As noted, this methodology aligns itself with other recent texts in queer theory such as Judith (Jack) Halberstam’s 2011 The Queer Art of Failure. Cited by Chen, Halberstam’s book also surveys a vast array of cultural objects—Pixar animation films such as Monsters, Inc. and Finding Nemo; novels such as Irvine Welsh’s Trainspotting and Jamaica Kincaid’s Autobiography of My Mother; and visual art by individuals such as Attila Richard Lukacs, to name but three cultural arenas.  Adamantly, Halberstam refuses to nestle into one disciplinary niche and calls on subsequent scholarship to promote an “antidisciplinarity,” or what he defines as “modes of thinking that ally not with rigor or order but with inspiration and unpredictability” (10).  While this divide may be too clean-cut for some, Chen’s book similarly pulls off a rigorous reading full of unpredictable sources.

Given such expansiveness, one of Animacies’s central contributions to queer theory is to further widen the purview of what counts for queerness and for a queer subject of study.  Like other scholars working within materialist critique, she too takes everyday objects and reads their queer potential for contemporary politics.  The best example of this occurs in a wickedly perverse scene where Chen examines the racial, sexual, national, and material anxieties of American children licking supposedly foreign-made toys.  This moment connects to a larger reading of fears surrounding lead-laden playthings, and Chen finds that “one aspect of the threat of lead toxicity is its origin in a forbidden sexuality, for the frightening originary scene of intoxication is one of a queer licking” (185).  In an analysis akin to Kathryn Bond Stockton’s The Queer Child, or Growing Sideways in the Twentieth Century, the image of a child pleasurably running his or her tongue along the mold of a toy—a playfully dangerous meeting of saliva, metal, and taste buds—gets to the core of Animacies’s novel takes on what we can define as queer.  Simultaneously, it provides an inspirational take on how we can redefine mattering—not just early modern pus, but the queer matter of bodily fluids and forms that are embedded within twentieth-century and twenty-first-century political histories of racialization.

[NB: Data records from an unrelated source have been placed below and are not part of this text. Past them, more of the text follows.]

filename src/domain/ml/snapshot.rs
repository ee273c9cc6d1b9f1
use crate::domain::errors::FeatureError;
use crate::domain::ml::feature_matrix::{FeatureMatrix, FeatureRow};
use crate::domain::ml::feature_registry::ColumnKey;
use crate::domain::ports::SnapshotSource;
use chrono::NaiveDate;
use std::collections::{BTreeMap, HashMap};

/// Date-indexed table of unscaled feature values, built once out of band.
#[derive(Debug, Clone, PartialEq)]
pub struct Snapshot {
    symbol: String,
    dates: Vec<NaiveDate>,
    columns: BTreeMap<String, Vec<f64>>,
    index: HashMap<NaiveDate, usize>,
}

impl Snapshot {
    pub fn new(
        symbol: impl Into<String>,
        dates: Vec<NaiveDate>,
        columns: BTreeMap<String, Vec<f64>>,
    ) -> Result<Self, FeatureError> {
        if let Some(pair) = dates.windows(2).find(|w| w[1] <= w[0]) {
            return Err(FeatureError::MalformedSeries {
                reason: format!(
                    "snapshot dates must be strictly increasing: {} followed by {}",
                    pair[0], pair[1]
                ),
            });
        }
        if let Some((name, values)) = columns.iter().find(|(_, v)| v.len() != dates.len()) {
            return Err(FeatureError::MalformedSeries {
                reason: format!(
                    "snapshot column '{}' has {} values for {} dates",
                    name,
                    values.len(),
                    dates.len()
                ),
            });
        }

        let index = dates.iter().enumerate().map(|(i, d)| (*d, i)).collect();

        Ok(Self {
            symbol: symbol.into(),
            dates,
            columns,
            index,
        })
    }

    pub fn from_matrix(
        symbol: impl Into<String>,
        matrix: &FeatureMatrix,
    ) -> Result<Self, FeatureError> {
        let columns = matrix
            .columns()
            .iter()
            .enumerate()
            .map(|(i, key)| (key.name().to_string(), matrix.values().column(i).to_vec()))
            .collect();
        Self::new(symbol, matrix.dates().to_vec(), columns)
    }

    pub fn symbol(&self) -> &str {
        &self.symbol
    }

    pub fn dates(&self) -> &[NaiveDate] {
        &self.dates
    }

    pub fn columns(&self) -> &BTreeMap<String, Vec<f64>> {
        &self.columns
    }

    pub fn column(&self, name: &str) -> Option<&[f64]> {
        self.columns.get(name).map(Vec::as_slice)
    }

    pub fn len(&self) -> usize {
        self.dates.len()
    }

    pub fn is_empty(&self) -> bool {
        self.dates.is_empty()
    }
}

impl SnapshotSource for Snapshot {
    fn symbol(&self) -> &str {
        &self.symbol
    }

    fn position(&self, date: NaiveDate) -> Result<usize, FeatureError> {
        self.index
            .get(&date)
            .copied()
            .ok_or(FeatureError::OutOfRange { date })
    }

    fn seek(&self, date: NaiveDate) -> Option<usize> {
        let index = self.dates.partition_point(|d| *d < date);
        (index < self.dates.len()).then_some(index)
    }

    fn row_at(&self, index: usize, columns: &[ColumnKey]) -> Result<FeatureRow, FeatureError> {
        let date = *self.dates.get(index).ok_or_else(|| FeatureError::Unknown {
            reason: format!("snapshot row {} does not exist", index),
        })?;

        let values = columns
            .iter()
            .map(|key| {
                self.columns
                    .get(key.name())
                    .map(|column| column[index])
                    .ok_or_else(|| FeatureError::UnknownColumn {
                        name: key.name().to_string(),
                    })
            })
            .collect::<Result<Vec<_>, _>>()?;

        Ok(FeatureRow::new(date, values))
    }
}
use crate::application::ml::rolling_cache::{AcquisitionStrategy, RollingCache};
use crate::application::ml::sources::{FeatureSource, OfflineFeatureSource, OnlineFeatureSource};
use crate::config::{AcquisitionPolicy, Config};
use crate::domain::ports::{EarningsCalendar, MarketDataService};
use crate::infrastructure::alpaca::AlpacaDailyBarService;
use crate::infrastructure::earnings_calendar::JsonEarningsCalendar;
use crate::infrastructure::persistence::{ScalerStore, SnapshotStore};
use anyhow::{Context, Result, anyhow};
use std::sync::Arc;
use tracing::info;

/// Wires a rolling cache against the Alpaca daily bar service.
pub fn build_rolling_cache(config: &Config) -> Result<RollingCache> {
    let market: Arc<dyn MarketDataService> =
        Arc::new(AlpacaDailyBarService::new(&config.alpaca, &config.http));
    build_rolling_cache_with(config, market)
}

/// Wires a rolling cache from configuration and persisted files.
///
/// The snapshot is only loaded when the acquisition policy reads from it.
pub fn build_rolling_cache_with(
    config: &Config,
    market: Arc<dyn MarketDataService>,
) -> Result<RollingCache> {
    let model = Arc::new(config.model_config()?);
    let symbol = model.stock_symbol().to_string();

    let scaler_store = ScalerStore::for_symbol(&config.data_dir, &symbol);
    let scaler = scaler_store.load()?.ok_or_else(|| {
        anyhow!(
            "No scaler parameters at {:?}; run build_snapshot first",
            scaler_store.path()
        )
    })?;

    let online = || -> Arc<dyn FeatureSource> {
        let calendar: Arc<dyn EarningsCalendar> =
            Arc::new(JsonEarningsCalendar::new(config.data_dir.clone()));
        Arc::new(OnlineFeatureSource::new(market.clone()).with_earnings(calendar))
    };
    let offline = || -> Result<Arc<dyn FeatureSource>> {
        let snapshot = SnapshotStore::for_symbol(&config.data_dir, &symbol)
            .load()
            .context("Failed to load snapshot for offline acquisition")?;
        Ok(Arc::new(OfflineFeatureSource::new(Arc::new(snapshot))))
    };

    let strategy = match config.feature.acquisition {
        AcquisitionPolicy::Online => AcquisitionStrategy::single(online()),
        AcquisitionPolicy::Offline => AcquisitionStrategy::single(offline()?),
        AcquisitionPolicy::OnlineWithFallback => {
            AcquisitionStrategy::with_fallback(online(), offline()?)
        }
    };

    info!(
        "Rolling cache for {} ({} columns, {} days, {:?})",
        symbol,
        model.columns().len(),
        model.num_days(),
        config.feature.acquisition
    );
    Ok(RollingCache::new(model, Arc::new(scaler), strategy))
}

#[cfg(test)]
mod tests {
    use super::*;
    use crate::application::ml::snapshot_builder::SnapshotBuilder;
    use crate::application::ml::sources::AcquisitionMode;
    use crate::config::{AlpacaConfig, FeatureEnvConfig, HttpSettings};
    use crate::domain::market::earnings::EarningsEvents;
    use crate::domain::market::series::RawSeries;
    use crate::domain::ml::model_config::ModelPreset;
    use crate::domain::ml::normalizer::{DegeneratePolicy, ScalerParams};
    use crate::infrastructure::mock::{MockMarketDataService, synthetic_bars};
    use crate::infrastructure::persistence::test_support::temp_dir;
    use chrono::NaiveDate;
    use std::path::PathBuf;

    fn config(data_dir: PathBuf, acquisition: AcquisitionPolicy, end: NaiveDate) -> Config {
        Config {
            feature: FeatureEnvConfig {
                stock_symbol: "AAPL".to_string(),
                preset: ModelPreset::Rsi,
                information_keys: None,
                num_days: 10,
                start_date: NaiveDate::from_ymd_opt(2023, 1, 2).unwrap(),
                end_date: end,
                acquisition,
                degenerate_policy: DegeneratePolicy::Fail,
            },
            data_dir,
            alpaca: AlpacaConfig::default(),
            http: HttpSettings::default(),
        }
    }

    #[tokio::test]
    async fn test_offline_and_fallback_wiring() {
        let dir = temp_dir("bootstrap");
        let bars = synthetic_bars("AAPL", NaiveDate::from_ymd_opt(2023, 1, 2).unwrap(), 40, 7);
        let end = bars[29].date;
        let series = RawSeries::new("AAPL", bars.clone()).unwrap();

        let builder = SnapshotBuilder::new();
        let matrix = builder.derive(&series, Arc::new(EarningsEvents::empty())).unwrap();
        SnapshotStore::for_symbol(&dir, "AAPL")
            .save(&builder.build(&series, Arc::new(EarningsEvents::empty())).unwrap())
            .unwrap();
        let selected = matrix.select(&ModelPreset::Rsi.columns()).unwrap();
        let scaler = ScalerParams::fit(&selected, DegeneratePolicy::Skip).unwrap();
        ScalerStore::for_symbol(&dir, "AAPL").save(&scaler).unwrap();

        let market = MockMarketDataService::new(bars);
        market.set_offline(true);

        let offline = build_rolling_cache_with(
            &config(dir.clone(), AcquisitionPolicy::Offline, end),
            Arc::new(market.clone()),
        )
        .unwrap();
        let window = offline.populate().await.unwrap();
        assert_eq!(window.cursor(), end);
        assert_eq!(window.last_mode(), AcquisitionMode::Offline);

        let fallback = build_rolling_cache_with(
            &config(dir.clone(), AcquisitionPolicy::OnlineWithFallback, end),
            Arc::new(market),
        )
        .unwrap();
        let window = fallback.populate().await.unwrap();
        assert_eq!(window.last_mode(), AcquisitionMode::Offline);
        assert_eq!(window.len(), 10);

        std::fs::remove_dir_all(dir).ok();
    }

    #[test]
    fn test_missing_scaler_is_reported() {
        let dir = temp_dir("bootstrap-missing");
        let end = NaiveDate::from_ymd_opt(2023, 2, 1).unwrap();
        let market = Arc::new(MockMarketDataService::new(Vec::new()));

        let config = config(dir.clone(), AcquisitionPolicy::Online, end);
        let err = build_rolling_cache_with(&config, market).err().unwrap();
        assert!(err.to_string().contains("build_snapshot"));

        std::fs::remove_dir_all(dir).ok();
    }
}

Speaking of lead panics: besides queer tongues, Chen also presents an insightful analysis of the queerness of toxicity.  As Animacies outlines the “queer productivity of toxins and toxicity” that couples with moral panics over lead and other metals (211), Chen moves beyond cultural anxieties that swirl about the epidermalization of racialized subjects—the raced body’s visible exteriors—and plumbs the pulmonary systems, inner organs, and immune systems that contribute to the body’s overarching ecologies.  In this regard, the book turns queer of color theory (the intersectional analysis of race, ethnicity, and sexuality) inside out by expanding it into the cavities of bodies as one inhales and exhales the transnational and ideological ecologies of racism that continue to haunt U.S. commodity cultures and quotidian psycho-social encounters.  This is what Chen deems the “interabsorption of animate and inanimate bodies,” and it is a convincing analysis (11).  While the monograph could better tease out its links to scholarship on queer environmental studies at this moment—I especially have in mind recent writings by Timothy Morton, but I acknowledge that Animacies does cite Catriona Mortimer-Sandilands and Bruce Erikson—this wish may be for later critics to take on as they build upon the theorizations established over the course of the book.

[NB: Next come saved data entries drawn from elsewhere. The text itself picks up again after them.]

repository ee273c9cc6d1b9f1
use crate::domain::errors::FeatureError;
use std::fmt;
use std::str::FromStr;

pub const EMA_FAST_SPAN: usize = 12;
pub const EMA_SLOW_SPAN: usize = 26;
pub const EMA_TREND_SPAN: usize = 200;
pub const SIGNAL_WINDOW: usize = 9;
pub const MOMENTUM_WINDOW: usize = 10;
pub const RSI_WINDOW: usize = 14;
pub const TRAMA_WINDOW: usize = 14;
pub const TRAMA_VOLATILITY_WEIGHT: f64 = 0.1;
pub const OSCILLATOR_WINDOW: usize = 14;
pub const BOLLINGER_WINDOW: usize = 20;
pub const BOLLINGER_WIDTH: f64 = 2.0;
pub const SHARP_SPIKE_WINDOW: usize = 20;
pub const SHARP_SPIKE_Z: f64 = 4.0;
pub const GRADUAL_SPIKE_WINDOW: usize = 50;
pub const GRADUAL_SPIKE_SMOOTHING: usize = 5;
pub const GRADUAL_SPIKE_Z: f64 = 2.0;

/// A registered feature column.
///
/// Declaration order is a valid evaluation order: every column is declared
/// after the columns it depends on.
#[derive(Debug, Clone, Copy, PartialEq, Eq, Hash, PartialOrd, Ord)]
pub enum ColumnKey {
    Close,
    Change,
    Ema12,
    Ema26,
    Ema200,
    Macd,
    SignalLine,
    Histogram,
    Momentum,
    Rsi,
    Trama,
    MomentumOscillator,
    BollingerMiddle,
    AboveBollinger,
    BelowBollinger,
    GradualLiquiditySpike,
    SharpLiquiditySpike,
    EmaFlips,
    SignalFlips,
    EarningDiffs,
}

pub const COLUMN_COUNT: usize = 20;

/// Parameters and dependencies of one derived column.
#[derive(Debug, Clone, Copy, PartialEq)]
pub struct IndicatorSpec {
    pub key: ColumnKey,
    pub name: &'static str,
    pub dependencies: &'static [ColumnKey],
    /// EMA span or trailing window length; 0 when the column has no look-back.
    pub window: usize,
    /// Samples required before the column stops ramping up.
    pub min_periods: usize,
}

use ColumnKey::*;

pub const REGISTRY: [IndicatorSpec; COLUMN_COUNT] = [
    IndicatorSpec {
        key: Close,
        name: "Close",
        dependencies: &[],
        window: 0,
        min_periods: 1,
    },
    IndicatorSpec {
        key: Change,
        name: "Change",
        dependencies: &[Close],
        window: 2,
        min_periods: 1,
    },
    IndicatorSpec {
        key: Ema12,
        name: "12-day EMA",
        dependencies: &[Close],
        window: EMA_FAST_SPAN,
        min_periods: 1,
    },
    IndicatorSpec {
        key: Ema26,
        name: "26-day EMA",
        dependencies: &[Close],
        window: EMA_SLOW_SPAN,
        min_periods: 1,
    },
    IndicatorSpec {
        key: Ema200,
        name: "200-day EMA",
        dependencies: &[Close],
        window: EMA_TREND_SPAN,
        min_periods: 1,
    },
    IndicatorSpec {
        key: Macd,
        name: "MACD",
        dependencies: &[Ema12, Ema26],
        window: EMA_SLOW_SPAN,
        min_periods: 1,
    },
    IndicatorSpec {
        key: SignalLine,
        name: "Signal Line",
        dependencies: &[Macd],
        window: SIGNAL_WINDOW,
        min_periods: 1,
    },
    IndicatorSpec {
        key: Histogram,
        name: "Histogram",
        dependencies: &[Macd, SignalLine],
        window: SIGNAL_WINDOW,
        min_periods: 1,
    },
    IndicatorSpec {
        key: Momentum,
        name: "Momentum",
        dependencies: &[Change],
        window: MOMENTUM_WINDOW,
        min_periods: 1,
    },
    IndicatorSpec {
        key: Rsi,
        name: "RSI",
        dependencies: &[Change],
        window: RSI_WINDOW,
        min_periods: 1,
    },
    IndicatorSpec {
        key: Trama,
        name: "TRAMA",
        dependencies: &[Close, Change],
        window: TRAMA_WINDOW,
        min_periods: 1,
    },
    IndicatorSpec {
        key: MomentumOscillator,
        name: "momentum_oscillator",
        dependencies: &[Change],
        window: OSCILLATOR_WINDOW,
        min_periods: 1,
    },
    IndicatorSpec {
        key: BollingerMiddle,
        name: "Bollinger Middle",
        dependencies: &[Close],
        window: BOLLINGER_WINDOW,
        min_periods: 1,
    },
    IndicatorSpec {
        key: AboveBollinger,
        name: "Above Bollinger",
        dependencies: &[BollingerMiddle],
        window: BOLLINGER_WINDOW,
        min_periods: 2,
    },
    IndicatorSpec {
        key: BelowBollinger,
        name: "Bellow Bollinger",
        dependencies: &[BollingerMiddle],
        window: BOLLINGER_WINDOW,
        min_periods: 2,
    },
    IndicatorSpec {
        key: GradualLiquiditySpike,
        name: "gradual-liquidity spike",
        dependencies: &[],
        window: GRADUAL_SPIKE_WINDOW,
        min_periods: 2,
    },
    IndicatorSpec {
        key: SharpLiquiditySpike,
        name: "3-liquidity spike",
        dependencies: &[],
        window: SHARP_SPIKE_WINDOW,
        min_periods: 2,
    },
    IndicatorSpec {
        key: EmaFlips,
        name: "ema_flips",
        dependencies: &[Ema12, Ema26],
        window: 0,
        min_periods: 2,
    },
    IndicatorSpec {
        key: SignalFlips,
        name: "signal_flips",
        dependencies: &[Macd, SignalLine],
        window: 0,
        min_periods: 2,
    },
    IndicatorSpec {
        key: EarningDiffs,
        name: "earning diffs",
        dependencies: &[],
        window: 0,
        min_periods: 1,
    },
];

impl ColumnKey {
    pub fn all() -> impl Iterator<Item = ColumnKey> {
        REGISTRY.iter().map(|spec| spec.key)
    }

    pub fn index(self) -> usize {
        self as usize
    }

    pub fn spec(self) -> &'static IndicatorSpec {
        &REGISTRY[self.index()]
    }

    pub fn name(self) -> &'static str {
        self.spec().name
    }

    pub fn from_name(name: &str) -> Result<Self, FeatureError> {
        let trimmed = name.trim();
        REGISTRY
            .iter()
            .find(|spec| spec.name == trimmed)
            .map(|spec| spec.key)
            .ok_or_else(|| FeatureError::UnknownColumn {
                name: trimmed.to_string(),
            })
    }
}

impl fmt::Display for ColumnKey {
    fn fmt(&self, f: &mut fmt::Formatter<'_>) -> fmt::Result {
        f.write_str(self.name())
    }
}

impl FromStr for ColumnKey {
    type Err = FeatureError;

    fn from_str(s: &str) -> Result<Self, Self::Err> {
        ColumnKey::from_name(s)
    }
}

/// Requested columns plus the dependency closure needed to compute them.
///
/// Resolved once per model configuration.
#[derive(Debug, Clone, PartialEq, Eq)]
pub struct FeaturePlan {
    requested: Vec<ColumnKey>,
    required: [bool; COLUMN_COUNT],
}

impl FeaturePlan {
    pub fn resolve(requested: &[ColumnKey]) -> Self {
        let mut required = [false; COLUMN_COUNT];
        let mut pending: Vec<ColumnKey> = requested.to_vec();

        while let Some(key) = pending.pop() {
            if required[key.index()] {
                continue;
            }
            required[key.index()] = true;
            pending.extend(key.spec().dependencies.iter().copied());
        }

        Self {
            requested: requested.to_vec(),
            required,
        }
    }

    /// Every registered column.
    pub fn all_columns() -> Self {
        let keys: Vec<ColumnKey> = ColumnKey::all().collect();
        Self::resolve(&keys)
    }

    pub fn requested(&self) -> &[ColumnKey] {
        &self.requested
    }

    pub fn needs(&self, key: ColumnKey) -> bool {
        self.required[key.index()]
    }
}

#[cfg(test)]
mod tests {
    use super::*;

    #[test]
    fn test_registry_is_indexed_by_key() {
        for (i, spec) in REGISTRY.iter().enumerate() {
            assert_eq!(spec.key.index(), i, "{} out of place", spec.name);
        }
    }

    #[test]
    fn test_dependencies_declared_before_dependents() {
        for spec in REGISTRY.iter() {
            for dep in spec.dependencies {
                assert!(dep < &spec.key, "{} depends on later {}", spec.name, dep);
            }
        }
    }

    #[test]
    fn test_names_round_trip() {
        for key in ColumnKey::all() {
            assert_eq!(ColumnKey::from_name(key.name()).unwrap(), key);
        }
        assert_eq!("Bellow Bollinger".parse::<ColumnKey>().unwrap(), BelowBollinger);
    }

    #[test]
    fn test_unknown_name_rejected() {
        let err = ColumnKey::from_name("Volume").unwrap_err();
        assert!(matches!(err, FeatureError::UnknownColumn { name } if name == "Volume"));
    }

    #[test]
    fn test_plan_pulls_transitive_dependencies() {
        let plan = FeaturePlan::resolve(&[Histogram]);
        assert!(plan.needs(Macd));
        assert!(plan.needs(SignalLine));
        assert!(plan.needs(Ema12));
        assert!(plan.needs(Ema26));
        assert!(plan.needs(Close));
        assert!(!plan.needs(Ema200));
        assert!(!plan.needs(Rsi));
        assert_eq!(plan.requested(), &[Histogram]);
    }
}
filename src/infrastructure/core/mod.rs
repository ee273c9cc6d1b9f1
pub mod http_client_factory;

pub use http_client_factory::HttpClientFactory;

In keeping with previous studies of queer materialism, this overarching focus on destabilizing the boundaries between marked human and inhuman bodies also explicitly refuses the primacy of human-to-human interactions, and here we find yet another contribution as Chen turns to the queer roles that things and objects play in quotidian biopolitics—anticipating, in effect, the request that Frost and Coole make for a Foucauldian queer materialism.  Building off scholars such as Jane Bennett and Jennifer Terry, the monograph reveals the social violence inherent in “violating proper intimacies (including between humans and nonhuman things)” (11).  Chen deems this “transobjectivity” (204), a term as valuable as “animacy theory” for scholars interested in the materiality of queer habitus.  Again, a passing moment in the book best exemplifies this project, as Chen self-describes as “a walking piece of dirt from Chinatown” in a childhood self-fantasy (199).  In so doing, Animacies traces “the queer socialities that certain other, nonhuman intimacies portend” within a variety of potentially hostile environments (207).  Queer mattering becomes a way of stifling potential counterpublics, and social belonging is shown—literally and figuratively—to be shot through with questions of objectification and objectivity.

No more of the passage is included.